Conheça as histórias de autoras que encontraram na prisão uma expressão poética e cultural. Nessa série destacamos a resiliência dessas mulheres e o poder transformador da literatura
Texto: Amanda Stabile
Edição: Mayara Penina e Semayat Oliveira
Ilustrações: Gabi Lucena
Atualizado em 24|01|2024
Luciana Vinhas estuda assuntos relacionados às mulheres em privação de liberdade desde 2011, quando iniciou seu doutorado em Letras na Universidade Federal do Rio Grande do Sul (UFRGS). Durante sua pesquisa, conduziu entrevistas no Presídio Estadual Feminino Madre Pelletier, em Porto Alegre (RS), para entender a relação das mulheres com o próprio corpo e a construção de suas subjetividades.
“Uma das entrevistadas, por exemplo, tinha uma tatuagem de uma aranha no pulso e, após ser reconhecida em um assalto, tatuou uma borboleta por cima. Essa inscrição influencia como ela se reconhece como mulher, assumindo a responsabilidade por um crime”, explica. “Portanto, quando falamos em subjetivação, nos referimos à maneira como elas atribuem significado ao mundo”.

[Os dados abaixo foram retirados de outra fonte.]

impl RewardLedger {
    /// Creates a ledger with the system clock. The claim window is
    /// `[claim_opens_at, claim_opens_at + 7 days]`, immutable afterwards.
    pub fn new(
        owner: impl Into<String>,
        address: impl Into<String>,
        asset: impl Into<String>,
        claim_opens_at: u64,
    ) -> Self {
        Self::with_clock(owner, address, asset, claim_opens_at, Arc::new(SystemClock))
    }

    pub fn with_clock(
        owner: impl Into<String>,
        address: impl Into<String>,
        asset: impl Into<String>,
        claim_opens_at: u64,
        clock: Arc<dyn Clock>,
    ) -> Self {
        Self {
            owner: owner.into(),
            address: address.into(),
            asset: asset.into(),
            keepers: HashSet::new(),
            blacklist: HashSet::new(),
            rewards: HashMap::new(),
            total_claimable: 0,
            last_winner_update: 0,
            claim_opens_at,
            claim_ends_at: claim_opens_at + CLAIM_WINDOW_SECS,
            events: Vec::new(),
            clock,
        }
    }

    /// Grants or revokes keeper privileges. Owner only.
    pub fn set_keeper(&mut self, caller: &str, target: &str, enabled: bool) -> Result<()> {
        if caller != self.owner {
            return Err(LedgerError::Unauthorized);
        }

        if enabled {
            self.keepers.insert(target.to_string());
        } else {
            self.keepers.remove(target);
        }
        self.record(LedgerEvent::KeeperSet {
            address: target.to_string(),
            enabled,
        });
        Ok(())
    }

    /// Bars or re-admits an address for claiming. Owner or keeper.
    /// Blacklisting does not zero the target's credit.
    pub fn set_blacklisted(&mut self, caller: &str, target: &str, enabled: bool) -> Result<()> {
        if !self.is_operator(caller) {
            return Err(LedgerError::Unauthorized);
        }

        if enabled {
            self.blacklist.insert(target.to_string());
        } else {
            self.blacklist.remove(target);
        }
        log::debug!("blacklist {} = {}", target, enabled);
        Ok(())
    }

    /// Moves `amount` from the caller into the ledger's custodian account.
    /// Owner or keeper. Funding is a separate track from `total_claimable`
    /// so operators can pre-fund before winners are known.
    pub fn top_up_funds(
        &mut self,
        caller: &str,
        amount: u64,
        custodian: &mut dyn FundsCustodian,
    ) -> Result<()> {
        if !self.is_operator(caller) {
            return Err(LedgerError::Unauthorized);
        }

        let available = custodian.balance_of(caller);
        if available < amount {
            return Err(LedgerError::InsufficientFunds {
                requested: amount,
                available,
            });
        }

        custodian.transfer_from(&self.address, caller, &self.address, amount)?;
        self.record(LedgerEvent::RewardsAdded { amount });
        Ok(())
    }

    /// Registers a batch of winners, accumulating credits per address.
    /// Owner or keeper, only before the claim window opens, and at most
    /// once per cooldown period. The batch is validated in full before any
    /// entry is applied.
    pub fn add_winners(&mut self, caller: &str, addresses: &[String], amounts: &[u64]) -> Result<()> {
        if !self.is_operator(caller) {
            return Err(LedgerError::Unauthorized);
        }

        let now = self.clock.now();
        let retry_at = self.last_winner_update + COOLDOWN_SECS;
        if now < retry_at {
            return Err(LedgerError::CooldownActive { retry_at });
        }
        if addresses.len() != amounts.len() {
            return Err(LedgerError::ArrayLengthMismatch {
                addresses: addresses.len(),
                amounts: amounts.len(),
            });
        }
        if addresses.is_empty() {
            return Err(LedgerError::EmptyInput);
        }
        if now > self.claim_opens_at {
            return Err(LedgerError::ClaimAlreadyOpen);
        }

        let mut added: u64 = 0;
        for &amount in amounts {
            added = added.checked_add(amount).ok_or(LedgerError::AmountOverflow)?;
        }
        // Every entry is bounded by the total, so checking the running total
        // covers per-entry overflow as well.
        let total = self
            .total_claimable
            .checked_add(added)
            .ok_or(LedgerError::AmountOverflow)?;

        self.last_winner_update = now;
        for (address, &amount) in addresses.iter().zip(amounts) {
            *self.rewards.entry(address.clone()).or_insert(0) += amount;
        }
        self.total_claimable = total;
        self.record(LedgerEvent::WinnersAdded {
            timestamp: now,
            added,
        });
        Ok(())
    }

    /// Pays out the caller's credited balance. Open to any address while
    /// the claim window is live; each credit pays exactly once.
    ///
    /// The credit is zeroed before the external transfer so a re-entrant
    /// claim observes nothing owed; if the transfer fails the credit is
    /// restored, making the whole operation all-or-nothing.
    pub fn claim_rewards(&mut self, caller: &str, custodian: &mut dyn FundsCustodian) -> Result<()> {
        if self.blacklist.contains(caller) {
            return Err(LedgerError::Blacklisted);
        }

        let now = self.clock.now();
        if now < self.claim_opens_at || now > self.claim_ends_at {
            return Err(LedgerError::ClaimWindowClosed);
        }

        let reward = self.rewards.get(caller).copied().unwrap_or(0);
        if reward == 0 {
            return Err(LedgerError::NoRewardsOwed);
        }

        let available = custodian.balance_of(&self.address);
        if available < reward {
            return Err(LedgerError::InsufficientFunds {
                requested: reward,
                available,
            });
        }

        self.rewards.remove(caller);
        self.total_claimable -= reward;

        if let Err(e) = custodian.transfer(&self.address, caller, reward) {
            self.rewards.insert(caller.to_string(), reward);
            self.total_claimable += reward;
            return Err(e.into());
        }

        self.record(LedgerEvent::RewardsClaimed {
            address: caller.to_string(),
            amount: reward,
        });
        Ok(())
    }

    /// Sweeps the ledger's full balance at `custodian` to the owner once
    /// the claim window has closed. The custodian argument is caller-
    /// supplied and need not hold the reward asset, so stray deposits of
    /// other assets can be recovered too.
    pub fn withdraw_all(&mut self, caller: &str, custodian: &mut dyn FundsCustodian) -> Result<()> {
        if caller != self.owner {
            return Err(LedgerError::Unauthorized);
        }
        if self.clock.now() <= self.claim_ends_at {
            return Err(LedgerError::ClaimingNotOver);
        }

        let balance = custodian.balance_of(&self.address);
        if balance == 0 {
            return Err(LedgerError::ContractEmpty);
        }

        custodian.transfer(&self.address, caller, balance)?;
        self.record(LedgerEvent::RewardsWithdrawn { amount: balance });
        Ok(())
    }

    pub fn pending_rewards(&self, address: &str) -> u64 {
        self.rewards.get(address).copied().unwrap_or(0)
    }

    pub fn is_claiming_live(&self) -> bool {
        let now = self.clock.now();
        self.claim_opens_at <= now && now <= self.claim_ends_at
    }

    /// Balance backing the obligations; expected to stay at or above
    /// `total_claimable`, though top-ups do not enforce it.
    pub fn contract_reward_balance(&self, custodian: &dyn FundsCustodian) -> u64 {
        custodian.balance_of(&self.address)
    }

    /// Seconds until the claim window opens, 0 once it has.
    pub fn time_to_claim(&self) -> u64 {
        self.claim_opens_at.saturating_sub(self.clock.now())
    }

    pub fn total_claimable(&self) -> u64 {
        self.total_claimable
    }

    pub fn owner(&self) -> &str {
        &self.owner
    }

    pub fn address(&self) -> &str {
        &self.address
    }

    pub fn asset(&self) -> &str {
        &self.asset
    }

    pub fn claim_opens_at(&self) -> u64 {
        self.claim_opens_at
    }

    pub fn claim_ends_at(&self) -> u64 {
        self.claim_ends_at
    }

    pub fn is_keeper(&self, address: &str) -> bool {
        self.keepers.contains(address)
    }

    pub fn is_blacklisted(&self, address: &str) -> bool {
        self.blacklist.contains(address)
    }

    pub fn events(&self) -> &[LedgerEvent] {
        &self.events
    }

    pub fn report(&self) -> LedgerReport {
        LedgerReport {
            asset: self.asset.clone(),
            claim_opens_at: self.claim_opens_at,
            claim_ends_at: self.claim_ends_at,
            total_claimable: self.total_claimable,
            winner_count: self.rewards.len(),
            keeper_count: self.keepers.len(),
            blacklist_count: self.blacklist.len(),
            last_winner_update: self.last_winner_update,
            event_count: self.events.len(),
        }
    }

    fn is_operator(&self, caller: &str) -> bool {
        caller == self.owner || self.keepers.contains(caller)
    }

    fn record(&mut self, event: LedgerEvent) {
        log::info!("ledger event: {:?}", event);
        self.events.push(event);
    }
}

Em 2019, a pesquisadora concretizou uma segunda etapa de seu processo de relação às mulheres encarceradas: a implementação de um projeto de remição de pena pela leitura, no Presídio Regional de Pelotas (RS). “Na época, eu era professora da Universidade Federal de Pelotas e consegui criar, desenvolver e institucionalizar o projeto em parceria com a equipe do presídio, que foi muito receptiva”.
O projeto consistia em rodas de leitura mensais, em que um livro era lido, seguido pela redação de um relatório de leitura que, após avaliação, permitia a redução de quatro dias da pena.

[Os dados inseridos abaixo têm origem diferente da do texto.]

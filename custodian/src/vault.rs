//! In-memory account ledger for a single fungible asset

use serde::{Deserialize, Serialize};
use std::collections::HashMap;

use crate::error::{CustodianError, Result};

/// Moves value between accounts on behalf of callers.
///
/// `transfer_from` requires the spender to hold an allowance granted by
/// `from`; `transfer` moves the caller's own balance. Either call fails
/// whole if the source balance is short.
pub trait FundsCustodian {
    fn balance_of(&self, holder: &str) -> u64;

    fn transfer(&mut self, from: &str, to: &str, amount: u64) -> Result<()>;

    fn transfer_from(&mut self, spender: &str, from: &str, to: &str, amount: u64) -> Result<()>;
}

#[derive(Debug, Clone, Default, Serialize, Deserialize)]
pub struct TokenVault {
    asset: String,
    balances: HashMap<String, u64>,
    allowances: HashMap<(String, String), u64>,
}

impl TokenVault {
    pub fn new(asset: impl Into<String>) -> Self {
        Self {
            asset: asset.into(),
            balances: HashMap::new(),
            allowances: HashMap::new(),
        }
    }

    pub fn asset(&self) -> &str {
        &self.asset
    }

    /// Credits `to` with freshly issued units.
    pub fn mint(&mut self, to: &str, amount: u64) -> Result<()> {
        let balance = self.balances.entry(to.to_string()).or_insert(0);
        *balance = balance.checked_add(amount).ok_or(CustodianError::Overflow)?;
        Ok(())
    }

    /// Grants `spender` the right to move up to `amount` of `owner`'s funds.
    pub fn approve(&mut self, owner: &str, spender: &str, amount: u64) {
        self.allowances
            .insert((owner.to_string(), spender.to_string()), amount);
    }

    pub fn allowance(&self, owner: &str, spender: &str) -> u64 {
        self.allowances
            .get(&(owner.to_string(), spender.to_string()))
            .copied()
            .unwrap_or(0)
    }

    fn move_balance(&mut self, from: &str, to: &str, amount: u64) -> Result<()> {
        let available = self.balance_of(from);
        if available < amount {
            return Err(CustodianError::InsufficientBalance {
                requested: amount,
                available,
            });
        }

        let recipient = self.balance_of(to);
        let credited = recipient.checked_add(amount).ok_or(CustodianError::Overflow)?;

        self.balances.insert(from.to_string(), available - amount);
        self.balances.insert(to.to_string(), credited);
        Ok(())
    }
}

impl FundsCustodian for TokenVault {
    fn balance_of(&self, holder: &str) -> u64 {
        self.balances.get(holder).copied().unwrap_or(0)
    }

    fn transfer(&mut self, from: &str, to: &str, amount: u64) -> Result<()> {
        self.move_balance(from, to, amount)
    }

    fn transfer_from(&mut self, spender: &str, from: &str, to: &str, amount: u64) -> Result<()> {
        let approved = self.allowance(from, spender);
        if approved < amount {
            return Err(CustodianError::AllowanceExceeded {
                requested: amount,
                approved,
            });
        }

        self.move_balance(from, to, amount)?;
        self.allowances
            .insert((from.to_string(), spender.to_string()), approved - amount);
        Ok(())
    }
}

“O contato com a escrita e leitura pode provocar uma interpretação alternativa do mundo, distante da repetibilidade do regime de encarceramento. Mesmo não sendo algo fácil, algumas resistem, presas na rotina, enquanto outras encontram um grande esforço para se colocar em outro lugar”

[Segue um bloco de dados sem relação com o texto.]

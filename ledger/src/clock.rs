//! Time source abstraction
//!
//! Claim phases are derived from wall-clock time, so the ledger reads time
//! through a trait rather than calling `SystemTime` inline. Tests drive a
//! `ManualClock`; production uses `SystemClock`.

use std::sync::atomic::{AtomicU64, Ordering};
use std::time::{SystemTime, UNIX_EPOCH};

pub trait Clock: Send + Sync {
    /// Current unix timestamp in seconds.
    fn now(&self) -> u64;
}

/// Reads the system wall clock.
#[derive(Debug, Clone, Copy, Default)]
pub struct SystemClock;

impl Clock for SystemClock {
    fn now(&self) -> u64 {
        SystemTime::now()
            .duration_since(UNIX_EPOCH)
            .map(|d| d.as_secs())
            .unwrap_or(0)
    }
}

/// Manually advanced clock for tests and simulations.
#[derive(Debug, Default)]
pub struct ManualClock {
    now: AtomicU64,
}

impl ManualClock {
    pub fn new(now: u64) -> Self {
        Self {
            now: AtomicU64::new(now),
        }
    }

    pub fn set(&self, now: u64) {
        self.now.store(now, Ordering::SeqCst);
    }

    pub fn advance(&self, secs: u64) {
        self.now.fetch_add(secs, Ordering::SeqCst);
    }
}

impl Clock for ManualClock {
    fn now(&self) -> u64 {
        self.now.load(Ordering::SeqCst)
    }
}
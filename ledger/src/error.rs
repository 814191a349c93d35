//! Reward ledger error types

use reward_custodian::CustodianError;
use thiserror::Error;

#[derive(Error, Debug, Clone, PartialEq, Eq)]
pub enum LedgerError {
    #[error("Caller is not authorized for this operation")]
    Unauthorized,

    #[error("Winner registration cooldown active: retry at {retry_at}")]
    CooldownActive { retry_at: u64 },

    #[error("Winner and amount arrays differ in length: {addresses} vs {amounts}")]
    ArrayLengthMismatch { addresses: usize, amounts: usize },

    #[error("Winner batch is empty")]
    EmptyInput,

    #[error("Claim window already open; winner registration is closed")]
    ClaimAlreadyOpen,

    #[error("Claim window is not open")]
    ClaimWindowClosed,

    #[error("Claiming period is not over")]
    ClaimingNotOver,

    #[error("Insufficient funds: requested {requested}, available {available}")]
    InsufficientFunds { requested: u64, available: u64 },

    #[error("No residual balance to withdraw")]
    ContractEmpty,

    #[error("No rewards owed to caller")]
    NoRewardsOwed,

    #[error("Caller is blacklisted")]
    Blacklisted,

    #[error("Reward amount overflow")]
    AmountOverflow,

    #[error("Custodian error: {0}")]
    Custodian(#[from] CustodianError),
}

pub type Result<T> = std::result::Result<T, LedgerError>;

Assim como Luciana, profissionais com graduação em licenciatura podem atuar em ambientes prisionais, ação que promove a ressocialização dos detentos por meio do acesso à educação. Em sala de aula, a pesquisadora busca instigar os estudantes a refletirem sobre a possibilidade desse espaço como um ambiente propício à leitura.
Ela também destaca a necessidade de levar a universidade para o presídio, assim como o contexto prisional para a academia, com o objetivo de conscientizar sobre uma instituição muitas vezes negligenciada e esquecida pela estrutura social.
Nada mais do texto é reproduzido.